Ecuador sits above the Nazca Plate, which is subducting beneath the South American Plate. The downward Nazca Plate has extensive topography on the seafloor, large volcanic ridges and seamounts.

Meltzer and her colleagues are examining the extent to which the roughness on the downgoing plate prevents an earthquake rupture from propagating or serves as a point where the plates couple and build up stress. They are using a dense array of 300 sensors to image the plate interface of the Pedernales earthquake rupture and the physical properties along the plate interface, with a specific interest in the role of fluids. Fluids can reduce the stress at which the interface might rupture. In that region, there is a transition between sections that seem to rupture and produce large earthquakes and other sections that slip slowly without generating large earthquakes.

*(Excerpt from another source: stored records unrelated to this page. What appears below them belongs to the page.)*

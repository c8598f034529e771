//! # Scripted (Replay) Optimizer
//!
//! Answers what-if calls from a table of recorded results instead of a live DBMS.
//! Each entry maps one statement and one exact configuration (by index name) to the
//! cost and used indexes the optimizer reported, or to a failure. Scripts are written
//! by hand in tests or captured from a real adapter and saved as JSON.
//!
//! ## JSON Format
//!
//! ```json
//! {
//!   "statements": [
//!     {
//!       "sql": "SELECT * FROM orders WHERE o_custkey = 7",
//!       "plans": [
//!         { "configuration": ["i_cust", "i_date"], "cost": 10.0, "used": ["i_cust"] },
//!         { "configuration": ["i_date"], "failure": "connection reset" }
//!       ]
//!     }
//!   ]
//! }
//! ```
//!
//! A configuration with no entry yields `OptimizerError::UnknownConfiguration`.

use ibg_core::{Cost, IndexBitSet, OptimizerError, Statement, Universe, WhatIfOptimizer, WhatIfPlan};
use serde::{Deserialize, Serialize};
use std::collections::{BTreeSet, HashMap};

/// Errors loading or saving a script.
#[derive(Debug, thiserror::Error)]
pub enum ScriptError {
    #[error("invalid script: {0}")]
    Json(#[from] serde_json::Error),
}

/// One recorded answer.
#[derive(Debug, Clone, PartialEq, Serialize, Deserialize)]
pub struct ScriptEntry {
    pub configuration: Vec<String>,
    #[serde(default, skip_serializing_if = "Option::is_none")]
    pub cost: Option<f64>,
    #[serde(default, skip_serializing_if = "Vec::is_empty")]
    pub used: Vec<String>,
    /// When set, the call fails with this message instead of returning a plan.
    #[serde(default, skip_serializing_if = "Option::is_none")]
    pub failure: Option<String>,
}

/// Recorded answers for one statement.
#[derive(Debug, Clone, Default, PartialEq, Serialize, Deserialize)]
pub struct StatementScript {
    pub sql: String,
    pub plans: Vec<ScriptEntry>,
}

#[derive(Debug, Clone, Default, Serialize, Deserialize)]
struct ScriptFile {
    statements: Vec<StatementScript>,
}

type ConfigKey = BTreeSet<String>;

/// What-if optimizer replaying recorded answers.
#[derive(Debug, Clone, Default)]
pub struct ScriptedOptimizer {
    statements: HashMap<String, HashMap<ConfigKey, ScriptEntry>>,
}

impl ScriptedOptimizer {
    pub fn new() -> Self {
        Self::default()
    }

    pub fn from_json(json: &str) -> Result<Self, ScriptError> {
        let file: ScriptFile = serde_json::from_str(json)?;
        let mut optimizer = Self::new();
        for script in file.statements {
            for entry in script.plans {
                optimizer.insert(&script.sql, entry);
            }
        }
        Ok(optimizer)
    }

    /// Serialize the script, statements and entries sorted for stable output.
    pub fn to_json(&self) -> Result<String, ScriptError> {
        let mut statements: Vec<StatementScript> = self
            .statements
            .iter()
            .map(|(sql, entries)| {
                let mut plans: Vec<ScriptEntry> = entries.values().cloned().collect();
                plans.sort_by(|a, b| a.configuration.cmp(&b.configuration));
                StatementScript {
                    sql: sql.clone(),
                    plans,
                }
            })
            .collect();
        statements.sort_by(|a, b| a.sql.cmp(&b.sql));
        Ok(serde_json::to_string_pretty(&ScriptFile { statements })?)
    }

    /// Record the plan reported for `configuration`. Replaces any earlier entry.
    pub fn record(
        &mut self,
        statement: &Statement,
        configuration: &[&str],
        cost: f64,
        used: &[&str],
    ) {
        self.insert(
            &statement.sql,
            ScriptEntry {
                configuration: configuration.iter().map(|s| s.to_string()).collect(),
                cost: Some(cost),
                used: used.iter().map(|s| s.to_string()).collect(),
                failure: None,
            },
        );
    }

    /// Make calls for `configuration` fail with a tool error.
    pub fn fail_on(&mut self, statement: &Statement, configuration: &[&str], message: &str) {
        self.insert(
            &statement.sql,
            ScriptEntry {
                configuration: configuration.iter().map(|s| s.to_string()).collect(),
                cost: None,
                used: Vec::new(),
                failure: Some(message.to_string()),
            },
        );
    }

    pub fn len(&self) -> usize {
        self.statements.values().map(HashMap::len).sum()
    }

    pub fn is_empty(&self) -> bool {
        self.len() == 0
    }

    fn insert(&mut self, sql: &str, entry: ScriptEntry) {
        let key: ConfigKey = entry.configuration.iter().cloned().collect();
        self.statements
            .entry(sql.to_string())
            .or_default()
            .insert(key, entry);
    }
}

impl WhatIfOptimizer for ScriptedOptimizer {
    fn explain(
        &self,
        statement: &Statement,
        universe: &Universe,
        configuration: &IndexBitSet,
    ) -> Result<WhatIfPlan, OptimizerError> {
        let entries = self
            .statements
            .get(&statement.sql)
            .ok_or_else(|| OptimizerError::InvalidStatement(statement.sql.clone()))?;

        let key: ConfigKey = configuration
            .iter()
            .filter_map(|p| universe.index(p))
            .map(|i| i.name.clone())
            .collect();
        let entry = entries
            .get(&key)
            .ok_or_else(|| {
                OptimizerError::UnknownConfiguration(universe.describe(configuration))
            })?;

        if let Some(message) = &entry.failure {
            return Err(OptimizerError::Tool(message.clone()));
        }
        let cost = entry
            .cost
            .ok_or_else(|| OptimizerError::Tool(format!("entry {key:?} records no cost")))?;

        let mut used = universe.empty_configuration();
        for name in &entry.used {
            let pos = universe.position_by_name(name).ok_or_else(|| {
                OptimizerError::Tool(format!("plan uses unknown index {name}"))
            })?;
            used.set(pos);
        }

        Ok(WhatIfPlan {
            cost: Cost::new(cost),
            used,
        })
    }
}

“The difference may be related to plate roughness and fluid release in these environments,” Meltzer says. “We now know these slow slip events are part of that earthquake cycle. The energy released during these events can be on the order of a large earthquake.”

During the Pedernales sequence, the energy in the slow slip events was equal to a 7.0-magnitude earthquake. They are releasing energy but slowly over weeks, and sometimes months, rather than seconds. Meltzer is trying to understand what controls the transition from patches that rupture quickly in earthquakes to those that slip slowly.

“Understanding why these large earthquakes happen where they do and whether there are factors that limit the extent of the rupture helps us understand the likely possible maximum magnitude earthquake that can occur,” she says. “We need to understand why, in these interfaces between two plates, some patches rupture and some patches don’t in these large magnitude earthquakes.”